# [THE PROBLEM]
Of the entries below, restate word for word only the section that runs from the line with "const DEFAULT_READ_TIMEOUT: Duration" to the line with "for each service.", counting both ends.

Collected data:
-=-=-=-=-
struct Connection {
    attempt: u64,
    device: Device,
    in_flight: Option<InFlightStep>,
    requests: HashMap<Uuid, CharacteristicRequests>,
}

impl Connection {
    fn requests(&mut self, characteristic: Uuid) -> &mut CharacteristicRequests {
        let requests = self.requests.entry(characteristic).or_default();
        requests.prune();
        requests
    }
}

struct ScanSession {
    names: NameFilter,
    results: UnboundedSender<Vec<PeripheralDescriptor>>,
}

// Everything the loop can wake up for.
enum InternalLoopMessage {
    Stack(StackEvent),
    Manager(ManagerMessage),
    // If either channel goes away, we're done.
    LoopFinished,
}

/// Owns all mutable connection state. Runs as a single task; see [`ManagerInternal::run`].
pub(crate) struct ManagerInternal<S: BleStack> {
    stack: S,
    event_receiver: StackEventReceiver,
    message_receiver: UnboundedReceiver<ManagerMessage>,
    power: watch::Sender<PowerState>,
    peripherals: PeripheralTable,
    registry: DeviceRegistry,
    scan: Option<ScanSession>,
    state: ConnectionState,
    connection: Option<Connection>,
    last_connected: Option<PeripheralDescriptor>,
    state_observers: Vec<UnboundedSender<ConnectionState>>,
}
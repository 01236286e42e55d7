// blecentral Source Code File
//
// Copyright 2020 Nonpolynomial Labs LLC. All rights reserved.
//
// Licensed under the BSD 3-Clause license. See LICENSE file in the project root
// for full license information.

use super::{internal::ManagerMessage, ManagerHandle};
use crate::{api::WriteType, gate::Gate, Error, Result};
use uuid::Uuid;

/// Issues writes. Each write waits on its own gate, so its completion (or error) reaches the
/// caller that issued it.
#[derive(Clone, Debug)]
pub(crate) struct WriteCoordinator {
    handle: ManagerHandle,
}

impl WriteCoordinator {
    pub(crate) fn new(handle: ManagerHandle) -> Self {
        WriteCoordinator { handle }
    }

    pub(crate) async fn write(
        &self,
        characteristic: Uuid,
        data: &[u8],
        write_type: WriteType,
    ) -> Result<()> {
        let timeout = self.handle.config().write_timeout;
        let (gate, completion) = Gate::new();
        self.handle.send(ManagerMessage::Write {
            characteristic,
            data: data.to_vec(),
            write_type,
            gate,
        })?;
        completion
            .wait(timeout)
            .await
            .into_result(|| Error::TimedOut(timeout))?
    }
}
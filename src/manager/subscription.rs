// blecentral Source Code File
//
// Copyright 2020 Nonpolynomial Labs LLC. All rights reserved.
//
// Licensed under the BSD 3-Clause license. See LICENSE file in the project root
// for full license information.

use super::{
    internal::{ManagerMessage, NotifyChange},
    ManagerHandle,
};
use crate::{api::ValueNotification, gate::Gate, Error, Result};
use futures::channel::mpsc;
use futures::stream::Stream;
use log::{debug, info, warn};
use std::pin::Pin;
use uuid::Uuid;

/// Values of one characteristic, as returned by [`Manager::subscribe`](crate::Manager::subscribe).
pub type Notifications = Pin<Box<dyn Stream<Item = ValueNotification> + Send>>;

/// Enables and disables notifications and performs reads. Several subscribers to the same
/// characteristic each get every value.
#[derive(Clone, Debug)]
pub(crate) struct SubscriptionManager {
    handle: ManagerHandle,
}

impl SubscriptionManager {
    pub(crate) fn new(handle: ManagerHandle) -> Self {
        SubscriptionManager { handle }
    }

    pub(crate) async fn subscribe(&self, characteristic: Uuid) -> Result<Notifications> {
        let (sender, receiver) = mpsc::unbounded();
        let current = self
            .handle
            .request(|reply| ManagerMessage::AddSubscriber {
                characteristic,
                sender: sender.clone(),
                reply,
            })
            .await??;

        match self.set_notify(characteristic, true).await? {
            NotifyChange::Changed => info!("Notifications enabled on {}", characteristic),
            NotifyChange::Unchanged => debug!("{} already notifying", characteristic),
        }

        if current.is_readable() {
            match self.read(characteristic).await {
                Ok(value) => {
                    let _ = sender.unbounded_send(ValueNotification {
                        uuid: characteristic,
                        value,
                    });
                }
                Err(e) => warn!("Initial read of {} failed: {}", characteristic, e),
            }
        }
        Ok(Box::pin(receiver))
    }

    pub(crate) async fn unsubscribe(&self, characteristic: Uuid) -> Result<()> {
        match self.set_notify(characteristic, false).await? {
            NotifyChange::Changed => info!("Notifications disabled on {}", characteristic),
            NotifyChange::Unchanged => debug!("{} was not notifying", characteristic),
        }
        Ok(())
    }

    pub(crate) async fn read(&self, characteristic: Uuid) -> Result<Vec<u8>> {
        let timeout = self.handle.config().read_timeout;
        let (gate, value) = Gate::new();
        self.handle.send(ManagerMessage::Read {
            characteristic,
            gate,
        })?;
        value
            .wait(timeout)
            .await
            .into_result(|| Error::TimedOut(timeout))?
    }

    async fn set_notify(&self, characteristic: Uuid, enable: bool) -> Result<NotifyChange> {
        let timeout = self.handle.config().notify_timeout;
        let (gate, change) = Gate::new();
        self.handle.send(ManagerMessage::SetNotify {
            characteristic,
            enable,
            gate,
        })?;
        change
            .wait(timeout)
            .await
            .into_result(|| Error::TimedOut(timeout))?
    }
}
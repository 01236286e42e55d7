// blecentral Source Code File
//
// Copyright 2020 Nonpolynomial Labs LLC. All rights reserved.
//
// Licensed under the BSD 3-Clause license. See LICENSE file in the project root
// for full license information.

//! Timeouts used by the [`Manager`](crate::Manager).

#[cfg(feature = "serde")]
use serde::{Deserialize, Serialize};
#[cfg(feature = "serde")]
use serde_cr as serde;
use std::time::Duration;

const DEFAULT_DISCOVERY_TIMEOUT: Duration = Duration::from_secs(4);
const DEFAULT_NOTIFY_TIMEOUT: Duration = Duration::from_secs(4);
const DEFAULT_READ_TIMEOUT: Duration = Duration::from_secs(4);
const DEFAULT_WRITE_TIMEOUT: Duration = Duration::from_secs(4);
const DEFAULT_CONNECT_TIMEOUT: Duration = Duration::from_secs(10);
const DEFAULT_RECONNECT_TIMEOUT: Duration = Duration::from_secs(10);
const DEFAULT_RECONNECT_RETRY_DELAY: Duration = Duration::from_millis(500);

/// Every bounded wait the manager performs takes its timeout from here.
#[cfg_attr(
    feature = "serde",
    derive(Serialize, Deserialize),
    serde(crate = "serde_cr", default)
)]
#[derive(Debug, Clone, PartialEq, Eq)]
pub struct ManagerConfig {
    /// Service discovery, and characteristic discovery for each service.
    pub discovery_timeout: Duration,
    /// Enabling or disabling notifications.
    pub notify_timeout: Duration,
    pub read_timeout: Duration,
    /// Completion of a write with response.
    pub write_timeout: Duration,
    /// Link establishment when the caller does not pass a timeout, i.e. during
    /// `scan_and_connect` and reconnection.
    pub connect_timeout: Duration,
    /// Envelope around the whole scan-and-connect phase of a reconnection.
    pub reconnect_timeout: Duration,
    /// Pause between failed reconnection attempts.
    pub reconnect_retry_delay: Duration,
}

impl Default for ManagerConfig {
    fn default() -> Self {
        ManagerConfig {
            discovery_timeout: DEFAULT_DISCOVERY_TIMEOUT,
            notify_timeout: DEFAULT_NOTIFY_TIMEOUT,
            read_timeout: DEFAULT_READ_TIMEOUT,
            write_timeout: DEFAULT_WRITE_TIMEOUT,
            connect_timeout: DEFAULT_CONNECT_TIMEOUT,
            reconnect_timeout: DEFAULT_RECONNECT_TIMEOUT,
            reconnect_retry_delay: DEFAULT_RECONNECT_RETRY_DELAY,
        }
    }
}

impl ManagerConfig {
    pub fn with_discovery_timeout(mut self, timeout: Duration) -> Self {
        self.discovery_timeout = timeout;
        self
    }

    pub fn with_notify_timeout(mut self, timeout: Duration) -> Self {
        self.notify_timeout = timeout;
        self
    }

    pub fn with_read_timeout(mut self, timeout: Duration) -> Self {
        self.read_timeout = timeout;
        self
    }

    pub fn with_write_timeout(mut self, timeout: Duration) -> Self {
        self.write_timeout = timeout;
        self
    }

    pub fn with_connect_timeout(mut self, timeout: Duration) -> Self {
        self.connect_timeout = timeout;
        self
    }

    pub fn with_reconnect_timeout(mut self, timeout: Duration) -> Self {
        self.reconnect_timeout = timeout;
        self
    }

    pub fn with_reconnect_retry_delay(mut self, delay: Duration) -> Self {
        self.reconnect_retry_delay = delay;
        self
    }
}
-=-=-=-=-
# [WRITTEN ANSWER]
const DEFAULT_READ_TIMEOUT: Duration = Duration::from_secs(4);
const DEFAULT_WRITE_TIMEOUT: Duration = Duration::from_secs(4);
const DEFAULT_CONNECT_TIMEOUT: Duration = Duration::from_secs(10);
const DEFAULT_RECONNECT_TIMEOUT: Duration = Duration::from_secs(10);
const DEFAULT_RECONNECT_RETRY_DELAY: Duration = Duration::from_millis(500);

/// Every bounded wait the manager performs takes its timeout from here.
#[cfg_attr(
    feature = "serde",
    derive(Serialize, Deserialize),
    serde(crate = "serde_cr", default)
)]
#[derive(Debug, Clone, PartialEq, Eq)]
pub struct ManagerConfig {
    /// Service discovery, and characteristic discovery for each service.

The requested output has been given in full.